(Saved entries)
>>>
pub mod http;
pub mod storage;

pub use http::HttpAdapter;
pub use storage::{FileStore, MemoryStore};
//! services/storefront/src/stores/persisted.rs
//!
//! Storage keys and the on-disk shape of persisted state.

use rust_decimal::Decimal;
use serde::{Deserialize, Serialize};
use storefront_core::cart::{Cart, CartLine};

pub const CART_KEY: &str = "cart";
pub const TOKEN_KEY: &str = "access_token";

// Derived totals are not stored; they are recomputed from price and quantity.
#[derive(Serialize, Deserialize)]
#[serde(rename_all = "camelCase")]
struct CartLineRecord {
    id: u64,
    title: String,
    price: Decimal,
    quantity: u32,
    #[serde(default)]
    discount_percentage: Decimal,
    #[serde(default)]
    thumbnail: String,
}

impl CartLineRecord {
    fn from_domain(line: &CartLine) -> Self {
        Self {
            id: line.product_id,
            title: line.title.clone(),
            price: line.price,
            quantity: line.quantity,
            discount_percentage: line.discount_percentage,
            thumbnail: line.thumbnail.clone(),
        }
    }

    fn to_domain(self) -> CartLine {
        CartLine {
            product_id: self.id,
            title: self.title,
            price: self.price,
            quantity: self.quantity,
            discount_percentage: self.discount_percentage,
            thumbnail: self.thumbnail,
        }
    }
}

pub fn encode_cart(cart: &Cart) -> Result<String, serde_json::Error> {
    let records: Vec<CartLineRecord> = cart.lines().iter().map(CartLineRecord::from_domain).collect();
    serde_json::to_string(&records)
}

/// Parses a persisted cart. The result is normalised, so duplicated or
/// zero-quantity entries written by older builds do not break invariants.
/// Lines with a negative or overflowing price are dropped and discounts are
/// clamped to 0-100.
pub fn decode_cart(raw: &str) -> Result<Cart, serde_json::Error> {
    let records: Vec<CartLineRecord> = serde_json::from_str(raw)?;
    Ok(Cart::from_lines(records.into_iter().map(CartLineRecord::to_domain)))
}
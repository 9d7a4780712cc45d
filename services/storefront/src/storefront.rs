//! services/storefront/src/storefront.rs
//!
//! The composition root. `Storefront` owns every store explicitly and wires
//! them to the ports; hosts hold one value instead of reaching for globals.

use std::sync::Arc;

use storefront_core::domain::{LoginCredentials, Notice, Product, RemoteCart, Session};
use storefront_core::ports::{
    AuthService, CatalogService, KeyValueStore, NotificationSink, RemoteCartService,
};
use tracing::info;

use crate::adapters::{FileStore, HttpAdapter};
use crate::config::Config;
use crate::error::StorefrontError;
use crate::stores::{CartStore, CatalogBrowser, NotificationCenter, SessionStore};

/// The ports a storefront is assembled from.
#[derive(Clone)]
pub struct Services {
    pub catalog: Arc<dyn CatalogService>,
    pub auth: Arc<dyn AuthService>,
    pub remote_cart: Arc<dyn RemoteCartService>,
    pub storage: Arc<dyn KeyValueStore>,
}

/// Session and cart are only reachable through `Storefront` methods, so a
/// logout always drops the in-memory cart along with the persisted one.
pub struct Storefront {
    pub catalog: CatalogBrowser,
    session: SessionStore,
    cart: CartStore,
    notifications: Arc<NotificationCenter>,
    remote_cart: Arc<dyn RemoteCartService>,
}

impl Storefront {
    /// Builds the production wiring from `config` and restores persisted state.
    pub async fn start(config: &Config) -> Result<Self, StorefrontError> {
        let http = Arc::new(HttpAdapter::new(config)?);
        tokio::fs::create_dir_all(&config.data_dir).await?;
        let storage = Arc::new(FileStore::new(config.data_dir.clone()));

        info!(
            "Starting storefront against {} with data in {}",
            config.api_base,
            config.data_dir.display()
        );

        let services = Services {
            catalog: http.clone(),
            auth: http.clone(),
            remote_cart: http,
            storage,
        };
        let mut storefront = Self::with_services(config, services);
        storefront.restore().await;
        Ok(storefront)
    }

    /// Wires the stores to the given ports without touching persisted state.
    pub fn with_services(config: &Config, services: Services) -> Self {
        let notifications = Arc::new(NotificationCenter::new(config.notification_ttl));
        let notifier: Arc<dyn NotificationSink> = notifications.clone();

        Self {
            catalog: CatalogBrowser::new(services.catalog, config.page_size),
            session: SessionStore::new(
                services.auth,
                services.storage.clone(),
                notifier.clone(),
            )
            .with_token_ttl(config.token_ttl_mins),
            cart: CartStore::new(services.storage, notifier),
            notifications,
            remote_cart: services.remote_cart,
        }
    }

    /// Startup reconciliation for both persisted stores. Never fails.
    pub async fn restore(&mut self) {
        self.cart.restore().await;
        self.session.restore().await;
        info!(
            "Storefront ready: {} cart line(s), {}.",
            self.cart.lines().len(),
            if self.session.is_authenticated() {
                "signed in"
            } else {
                "anonymous"
            }
        );
    }

    pub fn notifications(&self) -> &Arc<NotificationCenter> {
        &self.notifications
    }

    pub fn session(&self) -> &SessionStore {
        &self.session
    }

    pub fn cart(&self) -> &CartStore {
        &self.cart
    }

    pub async fn login(&mut self, credentials: LoginCredentials) -> Result<&Session, StorefrontError> {
        Ok(self.session.login(credentials).await?)
    }

    /// Ends the session. The persisted cart is erased by the session store, so
    /// the in-memory copy is dropped too.
    pub async fn logout(&mut self) {
        self.session.logout().await;
        self.cart.reset();
    }

    pub async fn add_to_cart(&mut self, product: &Product, quantity: u32) {
        self.cart.add_item(product, quantity).await;
    }

    pub async fn remove_from_cart(&mut self, product_id: u64) {
        self.cart.remove_item(product_id).await;
    }

    pub async fn set_cart_quantity(&mut self, product_id: u64, quantity: i64) {
        self.cart.set_quantity(product_id, quantity).await;
    }

    pub async fn clear_cart(&mut self) {
        self.cart.clear().await;
    }

    /// Fetches the signed-in user's remote cart and merges it into the local one.
    pub async fn sync_remote_cart(&mut self) -> Result<RemoteCart, StorefrontError> {
        let session = self
            .session
            .session()
            .ok_or(StorefrontError::NotAuthenticated)?;

        let remote = self
            .remote_cart
            .user_cart(session.user.id, &session.token)
            .await?;
        info!(
            "Fetched remote cart {} with {} line(s) for user {}.",
            remote.id,
            remote.lines.len(),
            remote.user_id
        );

        self.cart.merge_remote(&remote).await;
        Ok(remote)
    }

    /// Sends the local cart lines to the remote cart endpoint.
    pub async fn push_cart(&self) -> Result<RemoteCart, StorefrontError> {
        let session = self
            .session
            .session()
            .ok_or(StorefrontError::NotAuthenticated)?;

        let items = self.cart.cart().item_refs();
        let remote = self
            .remote_cart
            .add_to_cart(session.user.id, &items, &session.token)
            .await?;
        info!("Pushed {} line(s) to remote cart {}.", items.len(), remote.id);
        Ok(remote)
    }

    /// Placeholder checkout: announces itself and changes nothing.
    pub fn checkout(&self) {
        self.notifications.notify(Notice::new(
            "Checkout initiated",
            "Thank you for your purchase! Redirecting to payment...",
        ));
    }
}
//! crates/storefront_core/src/cart.rs
//!
//! The cart reducer. A `Cart` is an ordered list of lines, unique by product id.
//! Every mutation reports what actually changed so the owning store can decide
//! whether to persist and what to tell the user.

use rust_decimal::Decimal;

use crate::domain::{CartItemRef, Product, RemoteCartLine};

/// One product entry in the cart.
///
/// Price and discount are snapshotted when the line is created; later catalog
/// changes do not reach lines that already exist.
#[derive(Debug, Clone, PartialEq)]
pub struct CartLine {
    pub product_id: u64,
    pub title: String,
    pub price: Decimal,
    pub quantity: u32,
    pub discount_percentage: Decimal,
    pub thumbnail: String,
}

impl CartLine {
    pub fn from_product(product: &Product, quantity: u32) -> Self {
        Self {
            product_id: product.id,
            title: product.title.clone(),
            price: product.price,
            quantity,
            discount_percentage: product.discount_percentage,
            thumbnail: product.thumbnail.clone(),
        }
    }

    /// Checks a line coming from outside the cart (storage, remote cart, catalog).
    ///
    /// Lines with a zero quantity, a negative price or a `price × quantity`
    /// that does not fit a `Decimal` are rejected. The discount is clamped to
    /// 0-100.
    pub fn sanitized(mut self) -> Option<Self> {
        if self.quantity == 0 || self.price.is_sign_negative() {
            return None;
        }
        self.price.checked_mul(Decimal::from(self.quantity))?;
        self.discount_percentage = self
            .discount_percentage
            .clamp(Decimal::ZERO, Decimal::ONE_HUNDRED);
        Some(self)
    }

    /// `price × quantity`, before discount. Saturates instead of overflowing.
    pub fn line_total(&self) -> Decimal {
        self.price.saturating_mul(Decimal::from(self.quantity))
    }

    /// `line_total × (1 − discount / 100)`.
    pub fn discounted_line_total(&self) -> Decimal {
        let factor = Decimal::ONE - self.discount_percentage / Decimal::ONE_HUNDRED;
        self.line_total().saturating_mul(factor)
    }
}

impl From<&RemoteCartLine> for CartLine {
    fn from(line: &RemoteCartLine) -> Self {
        Self {
            product_id: line.product_id,
            title: line.title.clone(),
            price: line.price,
            quantity: line.quantity,
            discount_percentage: line.discount_percentage,
            thumbnail: line.thumbnail.clone(),
        }
    }
}

/// The effect of a cart mutation that changed something.
#[derive(Debug, Clone, PartialEq, Eq)]
pub enum CartChange {
    Added { title: String },
    QuantityChanged { title: String, quantity: u32 },
    Removed { title: String },
    Cleared,
    Merged { lines: usize },
}

#[derive(Debug, Clone, Default, PartialEq)]
pub struct Cart {
    lines: Vec<CartLine>,
}

impl Cart {
    pub fn new() -> Self {
        Self::default()
    }

    /// Builds a cart from untrusted lines, collapsing duplicates and dropping
    /// zero-quantity entries.
    pub fn from_lines(lines: impl IntoIterator<Item = CartLine>) -> Self {
        let mut cart = Self::new();
        cart.merge(lines);
        cart
    }

    pub fn lines(&self) -> &[CartLine] {
        &self.lines
    }

    pub fn line(&self, product_id: u64) -> Option<&CartLine> {
        self.lines.iter().find(|line| line.product_id == product_id)
    }

    pub fn len(&self) -> usize {
        self.lines.len()
    }

    pub fn is_empty(&self) -> bool {
        self.lines.is_empty()
    }

    /// Adds `quantity` of `product`, incrementing an existing line if there is one.
    /// A quantity of zero changes nothing.
    /// A product with a negative price is refused.
    pub fn add(&mut self, product: &Product, quantity: u32) -> Option<CartChange> {
        if quantity == 0 {
            return None;
        }

        match self.line_mut(product.id) {
            Some(line) => {
                line.quantity = line.quantity.saturating_add(quantity);
                Some(CartChange::QuantityChanged {
                    title: line.title.clone(),
                    quantity: line.quantity,
                })
            }
            None => {
                let line = CartLine::from_product(product, quantity).sanitized()?;
                self.lines.push(line);
                Some(CartChange::Added {
                    title: product.title.clone(),
                })
            }
        }
    }

    pub fn remove(&mut self, product_id: u64) -> Option<CartChange> {
        let index = self
            .lines
            .iter()
            .position(|line| line.product_id == product_id)?;
        let removed = self.lines.remove(index);
        Some(CartChange::Removed {
            title: removed.title,
        })
    }

    /// Replaces a line's quantity. Anything `<= 0` removes the line.
    pub fn set_quantity(&mut self, product_id: u64, quantity: i64) -> Option<CartChange> {
        if quantity <= 0 {
            return self.remove(product_id);
        }

        let quantity = u32::try_from(quantity).unwrap_or(u32::MAX);
        let line = self.line_mut(product_id)?;
        line.quantity = quantity;
        Some(CartChange::QuantityChanged {
            title: line.title.clone(),
            quantity,
        })
    }

    pub fn clear(&mut self) -> CartChange {
        self.lines.clear();
        CartChange::Cleared
    }

    /// Folds `incoming` into the cart: quantities are summed for products
    /// already present, new products are appended in order. Lines failing
    /// `CartLine::sanitized` are skipped.
    pub fn merge(&mut self, incoming: impl IntoIterator<Item = CartLine>) -> Option<CartChange> {
        let mut merged = 0;
        for line in incoming {
            let Some(line) = line.sanitized() else {
                continue;
            };
            match self.line_mut(line.product_id) {
                Some(existing) => {
                    existing.quantity = existing.quantity.saturating_add(line.quantity);
                }
                None => self.lines.push(line),
            }
            merged += 1;
        }

        (merged > 0).then_some(CartChange::Merged { lines: merged })
    }

    /// Sum of every line's discounted total.
    pub fn total(&self) -> Decimal {
        self.lines
            .iter()
            .map(CartLine::discounted_line_total)
            .fold(Decimal::ZERO, Decimal::saturating_add)
    }

    /// Sum of every line's undiscounted total.
    pub fn subtotal(&self) -> Decimal {
        self.lines
            .iter()
            .map(CartLine::line_total)
            .fold(Decimal::ZERO, Decimal::saturating_add)
    }

    pub fn total_quantity(&self) -> u64 {
        self.lines.iter().map(|line| u64::from(line.quantity)).sum()
    }

    pub fn item_refs(&self) -> Vec<CartItemRef> {
        self.lines
            .iter()
            .map(|line| CartItemRef {
                product_id: line.product_id,
                quantity: line.quantity,
            })
            .collect()
    }

    fn line_mut(&mut self, product_id: u64) -> Option<&mut CartLine> {
        self.lines
            .iter_mut()
            .find(|line| line.product_id == product_id)
    }
}
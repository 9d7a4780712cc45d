pub mod cart_store;
pub mod catalog_browser;
pub mod notifications;
pub mod persisted;
pub mod session_store;

pub use cart_store::CartStore;
pub use catalog_browser::{CatalogBrowser, CatalogRequest, CatalogResponse, CatalogView, FetchOutcome};
pub use notifications::{Notification, NotificationCenter};
pub use session_store::SessionStore;
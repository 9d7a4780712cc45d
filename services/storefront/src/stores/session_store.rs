//! services/storefront/src/stores/session_store.rs
//!
//! Holds at most one authenticated session. The bearer token is persisted so
//! the session can be revalidated on the next start.

use std::sync::Arc;

use storefront_core::domain::{LoginCredentials, Notice, Session, User};
use storefront_core::ports::{AuthService, KeyValueStore, NotificationSink, PortResult};
use tracing::{error, info, warn};

use crate::stores::persisted::{CART_KEY, TOKEN_KEY};

pub struct SessionStore {
    session: Option<Session>,
    auth: Arc<dyn AuthService>,
    storage: Arc<dyn KeyValueStore>,
    notifier: Arc<dyn NotificationSink>,
    token_ttl_mins: Option<u32>,
}

impl SessionStore {
    pub fn new(
        auth: Arc<dyn AuthService>,
        storage: Arc<dyn KeyValueStore>,
        notifier: Arc<dyn NotificationSink>,
    ) -> Self {
        Self {
            session: None,
            auth,
            storage,
            notifier,
            token_ttl_mins: None,
        }
    }

    /// Token lifetime requested on login when the credentials do not name one.
    pub fn with_token_ttl(mut self, minutes: Option<u32>) -> Self {
        self.token_ttl_mins = minutes;
        self
    }

    pub fn session(&self) -> Option<&Session> {
        self.session.as_ref()
    }

    pub fn user(&self) -> Option<&User> {
        self.session.as_ref().map(|session| &session.user)
    }

    pub fn token(&self) -> Option<&str> {
        self.session.as_ref().map(|session| session.token.as_str())
    }

    pub fn is_authenticated(&self) -> bool {
        self.session.is_some()
    }

    /// Startup reconciliation: revalidates a persisted token with one
    /// round trip. Any failure discards the token and leaves the store anonymous.
    pub async fn restore(&mut self) {
        let token = match self.storage.get(TOKEN_KEY).await {
            Ok(Some(token)) if !token.trim().is_empty() => token,
            Ok(_) => return,
            Err(e) => {
                warn!("Could not read persisted token: {}", e);
                return;
            }
        };

        match self.auth.current_user(&token).await {
            Ok(user) => {
                info!("Restored session for user {}.", user.id);
                self.session = Some(Session { user, token });
            }
            Err(e) => {
                warn!("Persisted token rejected, continuing anonymously: {}", e);
                self.session = None;
                if let Err(e) = self.storage.remove(TOKEN_KEY).await {
                    warn!("Failed to remove rejected token: {}", e);
                }
            }
        }
    }

    /// Logs in and persists the token. Failure is returned so the caller can
    /// keep its login form open.
    pub async fn login(&mut self, credentials: LoginCredentials) -> PortResult<&Session> {
        let mut credentials = credentials;
        if credentials.expires_in_mins.is_none() {
            credentials.expires_in_mins = self.token_ttl_mins;
        }

        let (user, token) = match self.auth.login(&credentials).await {
            Ok(result) => result,
            Err(e) => {
                error!("Login failed for '{}': {}", credentials.username, e);
                self.notifier.notify(Notice::destructive(
                    "Login failed",
                    "Invalid username or password",
                ));
                return Err(e);
            }
        };

        if let Err(e) = self.storage.set(TOKEN_KEY, &token).await {
            warn!("Failed to persist token: {}", e);
        }

        info!("User {} logged in.", user.id);
        self.notifier.notify(Notice::new(
            "Welcome back!",
            format!("Hello {}!", user.first_name),
        ));

        Ok(self.session.insert(Session { user, token }))
    }

    /// Ends the session and erases the persisted token and cart.
    pub async fn logout(&mut self) {
        if let Some(session) = self.session.take() {
            info!("User {} logged out.", session.user.id);
        }

        for key in [TOKEN_KEY, CART_KEY] {
            if let Err(e) = self.storage.remove(key).await {
                warn!("Failed to remove '{}' on logout: {}", key, e);
            }
        }

        self.notifier.notify(Notice::new(
            "Logged out",
            "You have been successfully logged out",
        ));
    }
}
//! services/storefront/src/stores/cart_store.rs
//!
//! Owns the in-memory cart, persists it after every effective mutation and
//! reports each change on the notification channel.

use std::sync::Arc;

use rust_decimal::Decimal;
use storefront_core::cart::{Cart, CartChange, CartLine};
use storefront_core::domain::{Notice, Product, RemoteCart};
use storefront_core::ports::{KeyValueStore, NotificationSink};
use tracing::{info, warn};

use crate::stores::persisted::{decode_cart, encode_cart, CART_KEY};

pub struct CartStore {
    cart: Cart,
    storage: Arc<dyn KeyValueStore>,
    notifier: Arc<dyn NotificationSink>,
}

impl CartStore {
    /// An empty store; call `restore` to load persisted state.
    pub fn new(storage: Arc<dyn KeyValueStore>, notifier: Arc<dyn NotificationSink>) -> Self {
        Self {
            cart: Cart::new(),
            storage,
            notifier,
        }
    }

    /// Loads the persisted cart. Any failure leaves the cart empty.
    pub async fn restore(&mut self) {
        self.cart = match self.storage.get(CART_KEY).await {
            Ok(Some(raw)) => match decode_cart(&raw) {
                Ok(cart) => {
                    info!("Restored cart with {} line(s).", cart.len());
                    cart
                }
                Err(e) => {
                    warn!("Discarding malformed persisted cart: {}", e);
                    Cart::new()
                }
            },
            Ok(None) => Cart::new(),
            Err(e) => {
                warn!("Could not read persisted cart: {}", e);
                Cart::new()
            }
        };
    }

    pub fn cart(&self) -> &Cart {
        &self.cart
    }

    pub fn lines(&self) -> &[CartLine] {
        self.cart.lines()
    }

    pub fn total(&self) -> Decimal {
        self.cart.total()
    }

    pub fn total_quantity(&self) -> u64 {
        self.cart.total_quantity()
    }

    pub async fn add_item(&mut self, product: &Product, quantity: u32) {
        let change = self.cart.add(product, quantity);
        self.commit(change).await;
    }

    pub async fn remove_item(&mut self, product_id: u64) {
        let change = self.cart.remove(product_id);
        self.commit(change).await;
    }

    pub async fn set_quantity(&mut self, product_id: u64, quantity: i64) {
        let change = self.cart.set_quantity(product_id, quantity);
        self.commit(change).await;
    }

    pub async fn clear(&mut self) {
        let change = self.cart.clear();
        self.commit(Some(change)).await;
    }

    pub async fn merge(&mut self, lines: impl IntoIterator<Item = CartLine>) {
        let change = self.cart.merge(lines);
        self.commit(change).await;
    }

    /// Folds the lines of a remote cart into the local one.
    pub async fn merge_remote(&mut self, remote: &RemoteCart) {
        self.merge(remote.lines.iter().map(CartLine::from)).await;
    }

    /// Drops the in-memory lines without persisting or notifying.
    /// Used after logout, when the persisted copy is already gone.
    pub fn reset(&mut self) {
        self.cart = Cart::new();
    }

    async fn commit(&mut self, change: Option<CartChange>) {
        let Some(change) = change else {
            return;
        };

        self.persist().await;
        self.notifier.notify(notice_for(&change));
    }

    // Fire-and-forget: a failed write is logged and the in-memory cart stays authoritative.
    async fn persist(&self) {
        let encoded = match encode_cart(&self.cart) {
            Ok(encoded) => encoded,
            Err(e) => {
                warn!("Failed to serialize cart: {}", e);
                return;
            }
        };

        if let Err(e) = self.storage.set(CART_KEY, &encoded).await {
            warn!("Failed to persist cart: {}", e);
        }
    }
}

fn notice_for(change: &CartChange) -> Notice {
    match change {
        CartChange::Added { title } => Notice::new(
            "Added to cart",
            format!("{title} has been added to your cart"),
        ),
        CartChange::QuantityChanged { title, quantity } => Notice::new(
            "Cart updated",
            format!("{title} quantity updated to {quantity}"),
        ),
        CartChange::Removed { title } => Notice::new(
            "Removed from cart",
            format!("{title} has been removed from your cart"),
        ),
        CartChange::Cleared => Notice::new(
            "Cart cleared",
            "All items have been removed from your cart",
        ),
        CartChange::Merged { lines } => Notice::new(
            "Cart synced",
            format!("{lines} item(s) merged into your cart"),
        ),
    }
}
<<<
**PROBLEM STATEMENT**. Would you please return all lines of the data that include the word "NotificationCenter"?

**SOLUTION**.
use crate::stores::{CartStore, CatalogBrowser, NotificationCenter, SessionStore};
    notifications: Arc<NotificationCenter>,
        let notifications = Arc::new(NotificationCenter::new(config.notification_ttl));
    pub fn notifications(&self) -> &Arc<NotificationCenter> {
pub use notifications::{Notification, NotificationCenter};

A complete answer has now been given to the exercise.